Dasselbe gilt auch für das Finale, inklusive einer "Hat man so auch noch nicht gesehen"-Hubschrauber-Verfolgungsjagd als Teil eines Showdowns, der einen 15 Minuten laufenden Bomben-Countdown mal eben auf fast 25 Minuten Leinwandzeit ausdehnt, weil er mit drei gleichzeitigen Handlungsorten operiert und soviel paralleles Spektakel entfaltet, dass es schneller auch gar nicht gegangen wäre.

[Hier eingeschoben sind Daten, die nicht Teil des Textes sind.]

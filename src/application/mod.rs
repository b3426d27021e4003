pub mod use_cases;

pub use use_cases::commit_executor::CommitExecutor;
pub use use_cases::contact_import::{ContactImportService, Upload};
pub use use_cases::identity_resolver::{IdentityResolver, IdentitySnapshot, StoreIdentityResolver};
pub use use_cases::tabular_decoder::TabularDecoder;
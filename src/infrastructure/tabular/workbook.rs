// ============================================================
// WORKBOOK PARSER
// ============================================================
// First worksheet of an XLSX/XLS/ODS upload, first row as headers

use std::io::Cursor;

use calamine::{open_workbook_auto_from_rs, Data, DataType, Reader};

use crate::domain::error::{AppError, Result};

const WORKBOOK_EXTENSIONS: &[&str] = &["xlsx", "xlsm", "xlsb", "xls", "ods"];

/// ZIP container (xlsx, ods) and OLE compound file (xls) signatures
const ZIP_MAGIC: &[u8] = b"PK\x03\x04";
const OLE_MAGIC: &[u8] = b"\xD0\xCF\x11\xE0";

/// Whether the upload should be read as a spreadsheet workbook
pub fn looks_like_workbook(bytes: &[u8], file_name: Option<&str>) -> bool {
    let by_extension = file_name
        .and_then(|name| name.rsplit_once('.'))
        .map(|(_, ext)| WORKBOOK_EXTENSIONS.contains(&ext.to_ascii_lowercase().as_str()))
        .unwrap_or(false);

    by_extension || bytes.starts_with(ZIP_MAGIC) || bytes.starts_with(OLE_MAGIC)
}

pub fn parse_workbook(bytes: &[u8]) -> Result<(Vec<String>, Vec<Vec<String>>)> {
    let mut workbook = open_workbook_auto_from_rs(Cursor::new(bytes.to_vec()))
        .map_err(|e| AppError::FormatError(format!("Failed to open workbook: {}", e)))?;

    let range = workbook
        .worksheet_range_at(0)
        .ok_or_else(|| AppError::FormatError("No worksheet found in workbook".to_string()))?
        .map_err(|e| AppError::FormatError(format!("Failed to read worksheet: {}", e)))?;

    let mut rows = range
        .rows()
        .map(|row| row.iter().map(cell_to_string).collect::<Vec<_>>());

    let headers = rows
        .next()
        .ok_or_else(|| AppError::FormatError("Worksheet is empty".to_string()))?;

    let records = rows
        .filter(|cells| !cells.iter().all(|c| c.is_empty()))
        .collect();

    Ok((headers, records))
}

fn cell_to_string(cell: &Data) -> String {
    match cell {
        Data::Empty => String::new(),
        // Phone columns usually arrive as whole floats
        Data::Float(f) if f.fract() == 0.0 && f.abs() < 1e15 => format!("{}", *f as i64),
        other => other
            .as_string()
            .map(|s| s.trim().to_string())
            .unwrap_or_else(|| format!("{}", other)),
    }
}
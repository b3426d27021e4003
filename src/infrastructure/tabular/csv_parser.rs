// ============================================================
// CSV PARSER
// ============================================================
// Parse delimited text with delimiter detection and encoding fallback

use csv::{ReaderBuilder, Trim};

use crate::domain::error::{AppError, Result};

const UTF8_BOM: &[u8] = b"\xEF\xBB\xBF";

/// Delimiters tried by detection, in tie-break order
const CANDIDATE_DELIMITERS: [u8; 4] = [b',', b';', b'\t', b'|'];

/// Delimited-text parser
pub struct CsvParser {
    delimiter: u8,
}

impl Default for CsvParser {
    fn default() -> Self {
        Self { delimiter: b',' }
    }
}

impl CsvParser {
    pub fn new() -> Self {
        Self::default()
    }

    pub fn with_delimiter(mut self, delimiter: u8) -> Self {
        self.delimiter = delimiter;
        self
    }

    /// Parse content into header cells and non-blank data records
    pub fn parse_content(&self, content: &str) -> Result<(Vec<String>, Vec<Vec<String>>)> {
        let mut reader = ReaderBuilder::new()
            .delimiter(self.delimiter)
            .trim(Trim::All)
            .flexible(true)
            .from_reader(content.trim_start_matches('\u{feff}').as_bytes());

        let headers: Vec<String> = reader
            .headers()
            .map_err(|e| AppError::FormatError(format!("Failed to read header row: {}", e)))?
            .iter()
            .map(str::to_string)
            .collect();

        let mut records = Vec::new();
        for (index, result) in reader.records().enumerate() {
            let record = result.map_err(|e| {
                AppError::FormatError(format!("Malformed record near line {}: {}", index + 2, e))
            })?;

            if record.iter().all(|c| c.trim().is_empty()) {
                continue;
            }
            records.push(record.iter().map(str::to_string).collect());
        }

        Ok((headers, records))
    }

    /// Pick the candidate that splits the first lines most often and most evenly
    pub fn detect_delimiter(content: &str) -> u8 {
        let sample: Vec<&str> = content
            .lines()
            .filter(|l| !l.trim().is_empty())
            .take(10)
            .collect();
        if sample.is_empty() {
            return b',';
        }

        let mut best = (b',', 0.0f32);
        for &delimiter in &CANDIDATE_DELIMITERS {
            let counts: Vec<f32> = sample
                .iter()
                .map(|line| count_unquoted(line, delimiter) as f32)
                .collect();

            let n = counts.len() as f32;
            let mean = counts.iter().sum::<f32>() / n;
            let spread = (counts.iter().map(|c| (c - mean).powi(2)).sum::<f32>() / n).sqrt();
            let score = mean / (1.0 + spread);

            if score > best.1 {
                best = (delimiter, score);
            }
        }

        best.0
    }

    pub fn parse_auto_detect(content: &str) -> Result<(Vec<String>, Vec<Vec<String>>)> {
        let delimiter = Self::detect_delimiter(content);
        Self::new().with_delimiter(delimiter).parse_content(content)
    }
}

/// Delimiter occurrences outside double-quoted fields
fn count_unquoted(line: &str, delimiter: u8) -> usize {
    let mut in_quotes = false;
    let mut count = 0;
    for b in line.bytes() {
        if b == b'"' {
            in_quotes = !in_quotes;
        } else if b == delimiter && !in_quotes {
            count += 1;
        }
    }
    count
}

/// Decode uploaded bytes as UTF-8, falling back to Windows-1252
pub fn decode_text_bytes(bytes: &[u8]) -> String {
    let bytes = bytes.strip_prefix(UTF8_BOM).unwrap_or(bytes);

    match std::str::from_utf8(bytes) {
        Ok(content) => content.to_string(),
        Err(_) => {
            let (content, _, _) = encoding_rs::WINDOWS_1252.decode(bytes);
            content.into_owned()
        }
    }
}
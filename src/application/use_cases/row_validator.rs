// ============================================================
// ROW VALIDATOR USE CASE
// ============================================================
// Apply a field mapping to decoded rows; each row is atomically a
// valid contact or a structured error

use std::collections::HashMap;

use tracing::{debug, info};

use crate::domain::contact::{
    column_index, display_name, CanonicalField, FieldMapping, ImportConfig, ImportContact, ImportError, ImportErrorData,
    PersonalizationFields, PhoneNormalizer, PhoneValidation, RawRow, ResolvedMapping,
    TabularData, ValidatedRows,
};
use crate::domain::error::Result;

pub struct RowValidator {
    normalizer: PhoneNormalizer,
}

impl RowValidator {
    pub fn new(config: &ImportConfig) -> Self {
        Self {
            normalizer: PhoneNormalizer::new(config.default_country_code.clone()),
        }
    }

    pub fn with_normalizer(normalizer: PhoneNormalizer) -> Self {
        Self { normalizer }
    }

    /// Validate one row against unresolved headers and mapping
    pub fn validate_row(
        &self,
        row: &RawRow,
        headers: &[String],
        mapping: &FieldMapping,
    ) -> std::result::Result<ImportContact, ImportError> {
        let resolved = mapping.resolve(headers).map_err(|e| {
            let data = unresolved_data(row, headers, mapping);
            ImportError::new(row.row_number, e.to_string(), data)
        })?;
        self.validate(row, &resolved)
    }

    /// Validate one row against a resolved mapping
    pub fn validate(
        &self,
        row: &RawRow,
        mapping: &ResolvedMapping,
    ) -> std::result::Result<ImportContact, ImportError> {
        if row.cells.len() <= mapping.max_required_index() {
            return Err(ImportError::new(
                row.row_number,
                "Missing required columns",
                best_effort_data(row, mapping),
            ));
        }

        let first_name = row.cell(mapping.first_name).unwrap_or_default().trim();
        let last_name = row.cell(mapping.last_name).unwrap_or_default().trim();
        let raw_phone = row.cell(mapping.phone_number).unwrap_or_default();

        let mut problems: Vec<String> = Vec::new();
        if first_name.is_empty() {
            problems.push("First name is required".to_string());
        }
        if last_name.is_empty() {
            problems.push("Last name is required".to_string());
        }

        let phone_number = match self.normalizer.normalize(raw_phone) {
            PhoneValidation::Valid { e164 } => Some(e164),
            PhoneValidation::Invalid { reason } => {
                problems.push(reason);
                None
            }
        };

        if !problems.is_empty() {
            return Err(ImportError::new(
                row.row_number,
                problems.join(", "),
                ImportErrorData {
                    name: display_name(first_name, last_name),
                    phone: PhoneNormalizer::strip(raw_phone),
                },
            ));
        }

        let personalization: PersonalizationFields = mapping
            .personalization
            .iter()
            .filter_map(|entry| {
                let value = row.cell(entry.column?)?;
                Some((entry.key.clone(), value.trim().to_string()))
            })
            .collect();

        Ok(ImportContact {
            first_name: first_name.to_string(),
            last_name: last_name.to_string(),
            phone_number: phone_number.unwrap_or_default(),
            personalization_fields: (!personalization.is_empty()).then_some(personalization),
            row_number: Some(row.row_number),
        })
    }

    /// Validate every decoded row; a phone seen twice fails the later row
    pub fn validate_rows(&self, data: &TabularData, mapping: &FieldMapping) -> Result<ValidatedRows> {
        let resolved = mapping.resolve(&data.headers)?;

        let mut validated = ValidatedRows {
            total_rows: data.row_count(),
            ..Default::default()
        };
        let mut first_seen: HashMap<String, usize> = HashMap::new();

        for row in &data.rows {
            match self.validate(row, &resolved) {
                Ok(contact) => {
                    if let Some(&first_row) = first_seen.get(&contact.phone_number) {
                        debug!(row = row.row_number, first_row, "Duplicate phone in upload");
                        validated.errors.push(ImportError::new(
                            row.row_number,
                            format!("Duplicate phone number (first seen on row {})", first_row),
                            ImportErrorData {
                                name: contact.display_name(),
                                phone: contact.phone_number.clone(),
                            },
                        ));
                        continue;
                    }
                    first_seen.insert(contact.phone_number.clone(), row.row_number);
                    validated.contacts.push(contact);
                }
                Err(error) => validated.errors.push(error),
            }
        }

        info!(
            total = validated.total_rows,
            valid = validated.contacts.len(),
            failed = validated.errors.len(),
            "Validated contact rows"
        );

        Ok(validated)
    }
}

impl Default for RowValidator {
    fn default() -> Self {
        Self::new(&ImportConfig::default())
    }
}

fn best_effort_data(row: &RawRow, mapping: &ResolvedMapping) -> ImportErrorData {
    ImportErrorData {
        name: display_name(
            row.cell(mapping.first_name).unwrap_or_default(),
            row.cell(mapping.last_name).unwrap_or_default(),
        ),
        phone: PhoneNormalizer::strip(row.cell(mapping.phone_number).unwrap_or_default()),
    }
}

/// Name and phone for a row whose mapping did not resolve; mapped headers
/// that exist are used, alias guesses fill the rest
fn unresolved_data(row: &RawRow, headers: &[String], mapping: &FieldMapping) -> ImportErrorData {
    let suggested = FieldMapping::suggest(headers);
    let cell = |field: CanonicalField| {
        mapping
            .get(field)
            .and_then(|h| column_index(headers, h))
            .or_else(|| suggested.get(field).and_then(|h| column_index(headers, h)))
            .and_then(|idx| row.cell(idx))
            .unwrap_or_default()
    };
    ImportErrorData {
        name: display_name(
            cell(CanonicalField::FirstName),
            cell(CanonicalField::LastName),
        ),
        phone: PhoneNormalizer::strip(cell(CanonicalField::PhoneNumber)),
    }
}

#[cfg(test)]
mod tests {
    use super::*;
    use crate::domain::contact::PersonalizationEntry;

    fn sample() -> TabularData {
        TabularData::from_records(
            vec!["first".into(), "last".into(), "phone".into(), "company".into()],
            vec![
                vec!["Jane".into(), "Doe".into(), "555-0100".into(), "Acme".into()],
                vec!["".into(), "Smith".into(), "555-0101".into()],
            ],
        )
    }

    fn mapping() -> FieldMapping {
        FieldMapping::with_columns("first", "last", "phone")
    }

    #[test]
    fn test_valid_and_invalid_rows() {
        let validated = RowValidator::default()
            .validate_rows(&sample(), &mapping())
            .unwrap();

        assert_eq!(validated.total_rows, 2);
        assert_eq!(validated.contacts.len(), 1);
        assert_eq!(validated.contacts[0].first_name, "Jane");
        assert_eq!(validated.contacts[0].phone_number, "+15550100");
        assert_eq!(validated.contacts[0].personalization_fields, None);

        assert_eq!(
            validated.errors,
            vec![ImportError::new(
                3,
                "First name is required",
                ImportErrorData {
                    name: "Smith".into(),
                    phone: "5550101".into(),
                },
            )]
        );
    }

    #[test]
    fn test_row_is_atomic_on_bad_phone() {
        let data = TabularData::from_records(
            vec!["first".into(), "last".into(), "phone".into()],
            vec![vec!["Jane".into(), "Doe".into(), "12".into()]],
        );
        let validated = RowValidator::default().validate_rows(&data, &mapping()).unwrap();

        assert!(validated.contacts.is_empty());
        assert_eq!(validated.errors.len(), 1);
        assert_eq!(validated.errors[0].data.name, "Jane Doe");
        assert!(validated.errors[0].message.starts_with("Invalid phone number"));
    }

    #[test]
    fn test_errors_joined_in_order() {
        let data = TabularData::from_records(
            vec!["first".into(), "last".into(), "phone".into()],
            vec![vec!["".into(), " ".into(), "".into()]],
        );
        let validated = RowValidator::default().validate_rows(&data, &mapping()).unwrap();

        assert_eq!(
            validated.errors[0].message,
            "First name is required, Last name is required, Phone number is required"
        );
    }

    #[test]
    fn test_short_row_missing_columns() {
        let data = TabularData::from_records(
            vec!["first".into(), "last".into(), "phone".into()],
            vec![vec!["Jane".into(), "Doe".into()]],
        );
        let validated = RowValidator::default().validate_rows(&data, &mapping()).unwrap();

        assert_eq!(validated.errors[0].message, "Missing required columns");
        assert_eq!(validated.errors[0].data.name, "Jane Doe");
        assert_eq!(validated.errors[0].data.phone, "");
    }

    #[test]
    fn test_personalization_collected_within_bounds() {
        let mut mapping = mapping();
        mapping
            .personalization
            .push(PersonalizationEntry::new("company", "company"));
        mapping
            .personalization
            .push(PersonalizationEntry::new("plan", "missing_header"));

        let data = TabularData::from_records(
            vec!["first".into(), "last".into(), "phone".into(), "company".into()],
            vec![
                vec!["Jane".into(), "Doe".into(), "555-0100".into(), "Acme".into()],
                vec!["John".into(), "Roe".into(), "555-0199".into()],
            ],
        );
        let validated = RowValidator::default().validate_rows(&data, &mapping).unwrap();

        let fields = validated.contacts[0].personalization_fields.as_ref().unwrap();
        assert_eq!(fields.get("company").map(String::as_str), Some("Acme"));
        assert!(!fields.contains_key("plan"));
        assert_eq!(validated.contacts[1].personalization_fields, None);
    }

    #[test]
    fn test_duplicate_phone_in_file_fails_later_row() {
        let data = TabularData::from_records(
            vec!["first".into(), "last".into(), "phone".into()],
            vec![
                vec!["Jane".into(), "Doe".into(), "415-555-2671".into()],
                vec!["Janet".into(), "Doe".into(), "(415) 555 2671".into()],
            ],
        );
        let validated = RowValidator::default().validate_rows(&data, &mapping()).unwrap();

        assert_eq!(validated.contacts.len(), 1);
        assert_eq!(validated.errors[0].row_number, 3);
        assert!(validated.errors[0].message.contains("row 2"));
    }

    #[test]
    fn test_unready_mapping_fails_run() {
        let mut mapping = mapping();
        mapping.phone_number = None;
        assert!(RowValidator::default().validate_rows(&sample(), &mapping).is_err());
    }

    #[test]
    fn test_validate_row_with_headers() {
        let data = sample();
        let contact = RowValidator::default()
            .validate_row(&data.rows[0], &data.headers, &mapping())
            .unwrap();
        assert_eq!(contact.row_number, Some(2));
    }

    #[test]
    fn test_unresolved_mapping_keeps_row_data() {
        let headers: Vec<String> = vec!["First".into(), "Surname".into(), "Mobile".into()];
        let row = RawRow::new(2, vec!["Jane".into(), "Doe".into(), "(555) 0100".into()]);
        let mapping = FieldMapping::with_columns("First", "Surname", "phone");

        let error = RowValidator::default()
            .validate_row(&row, &headers, &mapping)
            .unwrap_err();

        assert_eq!(error.row_number, 2);
        assert_eq!(error.data.name, "Jane Doe");
        assert_eq!(error.data.phone, "5550100");
    }
}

Und man muss es einfach mal zugeben: Die enorme Wirkungskraft dieses Films lebt ganz zentral auch von Tom Cruise, mehr noch, ohne ihn wäre das hier gar nicht möglich. Die berühmte Bereitschaft des Stars, all seine Stunts selber zu drehen (was bei den Dreharbeiten hier u.a. zu einem gebrochenen Knöchel führte), erlaubt es dem Film selbst in den halsbrecherischsten Momenten ganz nah bei seinem Helden zu bleiben. Und es ist einfach auch so, dass niemand mit solcher Intensität einem Bösewicht hinterherläuft wie Tom Cruise. Die Unbedingtheit, mit der Cruise hier agiert, wird niemals irgendwelche Preise gewinnen, doch sie ist ein fulminantes Beispiel dafür, wie ein Schauspieler einen solchen Film durch puren Einsatzwillen prägen und zu einem echten Ereignis machen kann.
Der andere Held dieses Films ist natürlich Christopher McQuarrie, der hier sowohl als Autor wie als Regisseur einfach alles richtig macht. Der Wendungsreichtum, das wahnsinnige Pacing, die immer wieder kurz aufblitzenden Humorspitzen, die virtuos ausgeführten Action-Sequenzen - es stimmt einfach alles. McQuarrie schafft es sogar, seinen Plot mit einer durchgängigen menschlichen Note zu durchziehen, was bei solchen Spektakeln ja gerne mal untergeht. Ethan Hunts Menschlichkeit und sein Unwille, unschuldige Leben zu opfern, mag für einen Top-Agenten zwar unrealistisch weil permanent hinderlich im Einsatz sein, doch hier ist sie nicht nur immer wieder ein großartiger Plot-Motor, um neue Wendungen zu erzeugen. Sie gibt "Fallout" auch ein emotionales Rückgrat. Man sollte sich jedenfalls nicht wundern, wenn dieser Film in nicht allzu ferner Zukunft als Lehrbuchbeispiel für einen handwerklich brillant ausgeführten Action-Thriller angeführt wird.
Wer Rummäkeln möchte, wird natürlich auch hier fündig werden, bei den Logiklöchern zum Beispiel oder dem Bösewicht Solomon Lane, der nun zum zweiten Mal zum Einsatz kommt und immer noch nicht sonderlich charismatisch daherkommt. Doch das einzig wirklich Bedauerliche an "Mission: Impossible - Fallout" ist eigentlich nur das Bewusstsein, dass es für die Reihe nach diesem formvollendeten Höhepunkt eigentlich nur noch abwärts gehen kann. Mal schauen, ob es bis dahin wieder fünf Jahre dauert. Falls Cruise jedenfalls langsam zu alt für sowas wird - einen besseren Abgang kann man sich für diese Franchise kaum vorstellen.